##### Data for this task
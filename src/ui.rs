use ratatui::{
  Frame,
  layout::{Alignment, Constraint, Layout, Rect},
  style::{Modifier, Style, Stylize},
  text::{Line, Span},
  widgets::{Block, BorderType, List, ListItem, Padding, Paragraph},
};

use crate::app::{App, Focus, SearchPhase};
use crate::graphics::{ThumbnailWidget, fit_to_cells};
use crate::theme::Theme;
use crate::thumbnail::Preview;

// --- Helpers ---

/// Truncate a string to `max_width` characters, appending "…" if truncated.
fn truncate_str(s: &str, max_width: usize) -> String {
  if s.chars().count() <= max_width {
    s.to_string()
  } else {
    let truncated: String = s.chars().take(max_width.saturating_sub(1)).collect();
    format!("{}…", truncated)
  }
}

fn panel<'a>(theme: &Theme, title: impl Into<Line<'a>>) -> Block<'a> {
  let title: Line<'a> = title.into();
  Block::bordered()
    .title(title)
    .title_style(Style::default().fg(theme.accent).add_modifier(Modifier::BOLD))
    .border_type(BorderType::Rounded)
    .border_style(Style::default().fg(theme.border))
}

/// Offset of the moving segment of an indeterminate progress bar.
pub fn bounce_offset(elapsed_ms: u128, track: usize, segment: usize) -> usize {
  let span = track.saturating_sub(segment);
  if span == 0 {
    return 0;
  }
  let step = (elapsed_ms / 40) as usize % (span * 2);
  if step < span { step } else { span * 2 - step }
}

/// Largest 16:9 area (in cells, where a cell is about twice as tall as wide) centered at the top of `area`.
fn sixteen_by_nine(area: Rect) -> Rect {
  let ideal_h = ((f32::from(area.width) * 9.0 / 32.0).round() as u16).max(1);
  if ideal_h <= area.height {
    Rect { height: ideal_h, ..area }
  } else {
    let w = ((f32::from(area.height) * 32.0 / 9.0).round() as u16).min(area.width);
    Rect { x: area.x + (area.width - w) / 2, width: w, ..area }
  }
}

// --- UI Rendering ---

pub fn ui(frame: &mut Frame, app: &mut App) {
  let theme = app.theme();
  app.gfx.thumb_area = None;

  frame.render_widget(Block::default().style(Style::default().bg(theme.bg)), frame.area());

  let [header_area, main_area, status_area, input_area, footer_area] = Layout::vertical([
    Constraint::Length(1),
    Constraint::Min(3),
    Constraint::Length(1),
    Constraint::Length(3),
    Constraint::Length(1),
  ])
  .areas(frame.area());

  render_header(frame, theme, header_area);
  render_main(frame, app, main_area);
  render_status(frame, app, status_area);
  render_input(frame, app, input_area);
  render_footer(frame, app, footer_area);
}

fn render_header(frame: &mut Frame, theme: &Theme, area: Rect) {
  let left = Line::from(Span::styled(" ▶ yts ", Style::default().fg(theme.accent).add_modifier(Modifier::BOLD)));
  frame.render_widget(left, area);

  let version = format!("v{} ", env!("CARGO_PKG_VERSION"));
  let width = version.len() as u16;
  let right_area = Rect { x: area.x + area.width.saturating_sub(width), width: width.min(area.width), ..area };
  frame.render_widget(Line::from(Span::styled(version, Style::default().fg(theme.muted))), right_area);
}

fn render_main(frame: &mut Frame, app: &mut App, area: Rect) {
  if let SearchPhase::Searching { query, since } = &app.phase {
    render_searching(frame, app.theme(), query, since.elapsed().as_millis(), area);
  } else if app.row_count() > 0 {
    let [list_area, preview_area] =
      Layout::horizontal([Constraint::Percentage(60), Constraint::Percentage(40)]).areas(area);
    render_results(frame, app, list_area);
    render_preview(frame, app, preview_area);
  } else {
    render_welcome(frame, app.theme(), area);
  }
}

fn render_welcome(frame: &mut Frame, theme: &Theme, area: Rect) {
  let text = vec![
    Line::from(""),
    Line::from(Span::styled("▶  yts", Style::default().fg(theme.accent).add_modifier(Modifier::BOLD))),
    Line::from(""),
    Line::from(Span::styled("Search YouTube. Watch in your player.", Style::default().fg(theme.fg))),
    Line::from(""),
    Line::from(Span::styled("Type a query below and press Enter.", Style::default().fg(theme.muted))),
  ];
  let block = Block::bordered().border_type(BorderType::Rounded).border_style(Style::default().fg(theme.border));
  frame.render_widget(Paragraph::new(text).alignment(Alignment::Center).block(block), area);
}

fn render_searching(frame: &mut Frame, theme: &Theme, query: &str, elapsed_ms: u128, area: Rect) {
  let block = panel(theme, " Searching ");
  let inner = block.inner(area);
  frame.render_widget(block, area);

  let [_, bar_area, _, label_area, query_area] = Layout::vertical([
    Constraint::Percentage(40),
    Constraint::Length(1),
    Constraint::Length(1),
    Constraint::Length(1),
    Constraint::Length(1),
  ])
  .areas(inner);

  let track = usize::from(bar_area.width.saturating_sub(4));
  let segment = (track / 4).max(1);
  let offset = bounce_offset(elapsed_ms, track, segment);
  let bar = Line::from(vec![
    Span::styled("─".repeat(offset), Style::default().fg(theme.border)),
    Span::styled("━".repeat(segment.min(track)), Style::default().fg(theme.accent)),
    Span::styled("─".repeat(track.saturating_sub(offset + segment)), Style::default().fg(theme.border)),
  ]);
  frame.render_widget(Paragraph::new(bar).alignment(Alignment::Center), bar_area);
  frame.render_widget(
    Paragraph::new(Span::styled("Searching...", Style::default().fg(theme.fg))).alignment(Alignment::Center),
    label_area,
  );
  let query = truncate_str(query, usize::from(query_area.width.saturating_sub(4)));
  frame.render_widget(
    Paragraph::new(Span::styled(format!("“{}”", query), Style::default().fg(theme.muted))).alignment(Alignment::Center),
    query_area,
  );
}

fn render_results(frame: &mut Frame, app: &mut App, area: Rect) {
  let theme = app.theme();
  // Area minus 2 borders minus 2 chars for the highlight symbol.
  let inner_w = usize::from(area.width.saturating_sub(4));

  let mut items: Vec<ListItem> = app
    .entries
    .iter()
    .enumerate()
    .map(|(i, entry)| {
      let r = &entry.result;
      let bg = if i % 2 == 1 { theme.stripe_bg } else { theme.bg };
      ListItem::new(vec![
        Line::from(Span::styled(truncate_str(&r.title, inner_w), Style::default().fg(theme.fg).bold())),
        Line::from(Span::styled(truncate_str(&r.author, inner_w), Style::default().fg(theme.muted))),
        Line::from(Span::styled(truncate_str(&r.meta_line(), inner_w), Style::default().fg(theme.muted))),
      ])
      .bg(bg)
    })
    .collect();
  items.extend(app.notices.iter().map(|notice| {
    ListItem::new(Line::from(Span::styled(truncate_str(notice, inner_w), Style::default().fg(theme.error))))
  }));

  let title = format!(" Results ({}) ", app.entries.len());
  let border = if app.focus == Focus::Results { theme.accent } else { theme.border };
  let list = List::new(items)
    .block(panel(theme, title).border_style(Style::default().fg(border)))
    .highlight_symbol("▶ ")
    .highlight_style(Style::default().fg(theme.highlight_fg).bg(theme.highlight_bg));

  frame.render_stateful_widget(list, area, &mut app.list_state);
}

fn render_preview(frame: &mut Frame, app: &mut App, area: Rect) {
  let theme = app.theme();
  let block = panel(theme, " Preview ").padding(Padding::horizontal(1));
  let inner = block.inner(area);
  frame.render_widget(block, area);

  let Some(index) = app.list_state.selected() else { return };
  let Some(entry) = app.entries.get(index) else { return };

  let [image_area, _, details_area] =
    Layout::vertical([Constraint::Percentage(60), Constraint::Length(1), Constraint::Min(0)]).areas(inner);
  let image_area = sixteen_by_nine(image_area);
  let ticket = app.current_ticket();

  match &entry.preview {
    Preview::Ready(image) => {
      if app.display_mode.uses_graphics_protocol() {
        app.gfx.thumb_area = Some(image_area);
      } else {
        let key_matches =
          matches!(&app.gfx.fitted, Some((t, i, a, _)) if *t == ticket && *i == index && *a == image_area);
        if !key_matches {
          let fitted = fit_to_cells(image, app.display_mode, image_area);
          app.gfx.fitted = Some((ticket, index, image_area, fitted));
        }
        if let Some((_, _, _, ref fitted)) = app.gfx.fitted {
          frame.render_widget(ThumbnailWidget { image: fitted, display_mode: app.display_mode }, image_area);
        }
      }
    }
    Preview::Loading => {
      frame.render_widget(
        Paragraph::new(Span::styled("Loading preview…", Style::default().fg(theme.muted))).alignment(Alignment::Center),
        image_area,
      );
    }
    Preview::Unavailable => {
      frame.render_widget(
        Paragraph::new(Span::styled("No preview", Style::default().fg(theme.muted))).alignment(Alignment::Center),
        image_area,
      );
    }
  }

  let r = &entry.result;
  let w = usize::from(details_area.width);
  let details = vec![
    Line::from(Span::styled(truncate_str(&r.title, w), Style::default().fg(theme.fg).add_modifier(Modifier::BOLD))),
    Line::from(Span::styled(truncate_str(&r.author, w), Style::default().fg(theme.muted))),
    Line::from(Span::styled(truncate_str(&r.meta_line(), w), Style::default().fg(theme.muted))),
    Line::from(""),
    Line::from(Span::styled(
      truncate_str(&crate::player::watch_url(&r.identifier), w),
      Style::default().fg(theme.accent).add_modifier(Modifier::UNDERLINED),
    )),
  ];
  frame.render_widget(Paragraph::new(details), details_area);
}

fn render_status(frame: &mut Frame, app: &App, area: Rect) {
  let theme = app.theme();
  let (text, style) = if let Some(msg) = &app.status_message {
    (format!(" ℹ  {}", msg), Style::default().fg(theme.status))
  } else if app.is_searching() {
    (" ⏳ Searching...".to_string(), Style::default().fg(theme.status))
  } else if let Some(notice) = app.notices.last() {
    (format!(" ⚠  {}", notice), Style::default().fg(theme.error))
  } else {
    (format!(" Ready · player: {}", app.launcher.program()), Style::default().fg(theme.muted))
  };
  frame.render_widget(Paragraph::new(text).style(style), area);
}

fn render_input(frame: &mut Frame, app: &mut App, area: Rect) {
  let theme = app.theme();
  let enabled = !app.is_searching();
  let focused = enabled && app.focus == Focus::Input;
  let border_color = if focused { theme.accent } else { theme.border };
  let block = Block::bordered()
    .title(" Search YouTube ")
    .title_style(Style::default().fg(border_color))
    .border_type(BorderType::Rounded)
    .border_style(Style::default().fg(border_color))
    .padding(Padding::horizontal(1));

  let inner_w = usize::from(area.width.saturating_sub(4));
  let (visible, cursor_col) = app.editor.viewport(inner_w);

  let paragraph = if app.editor.is_empty() {
    Paragraph::new(Span::styled("Enter search query...", Style::default().fg(theme.muted)))
  } else {
    let fg = if enabled { theme.fg } else { theme.muted };
    Paragraph::new(visible).style(Style::default().fg(fg))
  };
  frame.render_widget(paragraph.block(block), area);

  if focused {
    frame.set_cursor_position((area.x + 2 + cursor_col as u16, area.y + 1));
  }
}

fn render_footer(frame: &mut Frame, app: &App, area: Rect) {
  let theme = app.theme();
  let keys: Vec<(&str, &str)> = if app.is_searching() {
    vec![("^c", "Quit")]
  } else {
    match app.focus {
      Focus::Input => {
        let mut k = vec![("Enter", "Search"), ("^t", "Theme")];
        if app.row_count() > 0 {
          k.push(("↓", "Results"));
        } else {
          k.push(("Esc", "Quit"));
        }
        k
      }
      Focus::Results => vec![("Enter", "Play"), ("j/k", "Navigate"), ("^t", "Theme"), ("Esc", "Search")],
    }
  };

  let spans: Vec<Span> = keys
    .iter()
    .enumerate()
    .flat_map(|(i, (key, action))| {
      let mut s = vec![
        Span::styled(format!(" {} ", key), Style::default().fg(theme.key_fg).bg(theme.key_bg)),
        Span::styled(format!(" {} ", action), Style::default().fg(theme.muted)),
      ];
      if i + 1 < keys.len() {
        s.push(Span::raw("  "));
      }
      s
    })
    .collect();
  frame.render_widget(Line::from(spans), area);

  let label = format!("{} · {} ", theme.name, app.display_mode.label());
  let width = label.chars().count() as u16;
  let right_area = Rect { x: area.x + area.width.saturating_sub(width), width: width.min(area.width), ..area };
  frame.render_widget(Line::from(Span::styled(label, Style::default().fg(theme.muted))), right_area);
}

#[cfg(test)]
mod tests {
  use super::*;

  #[test]
  fn truncate_keeps_short_strings() {
    assert_eq!(truncate_str("lofi", 10), "lofi");
    assert_eq!(truncate_str("lofi beats to study", 8), "lofi be…");
  }

  #[test]
  fn bounce_stays_on_track() {
    for ms in (0..20_000u128).step_by(37) {
      assert!(bounce_offset(ms, 40, 10) <= 30);
    }
    assert_eq!(bounce_offset(0, 40, 10), 0);
    assert_eq!(bounce_offset(500, 5, 10), 0);
  }

  #[test]
  fn sixteen_by_nine_fits_area() {
    let wide = sixteen_by_nine(Rect::new(0, 0, 100, 10));
    assert!(wide.width <= 100 && wide.height <= 10);
    let tall = sixteen_by_nine(Rect::new(0, 0, 32, 40));
    assert_eq!(tall.height, 9);
  }
}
##########
▶ _About this exercise_:
Which lines of the records above contain the word "visible"? Copy each of them.

▶ _Solution for this problem_:
  let (visible, cursor_col) = app.editor.viewport(inner_w);
    Paragraph::new(visible).style(Style::default().fg(fg))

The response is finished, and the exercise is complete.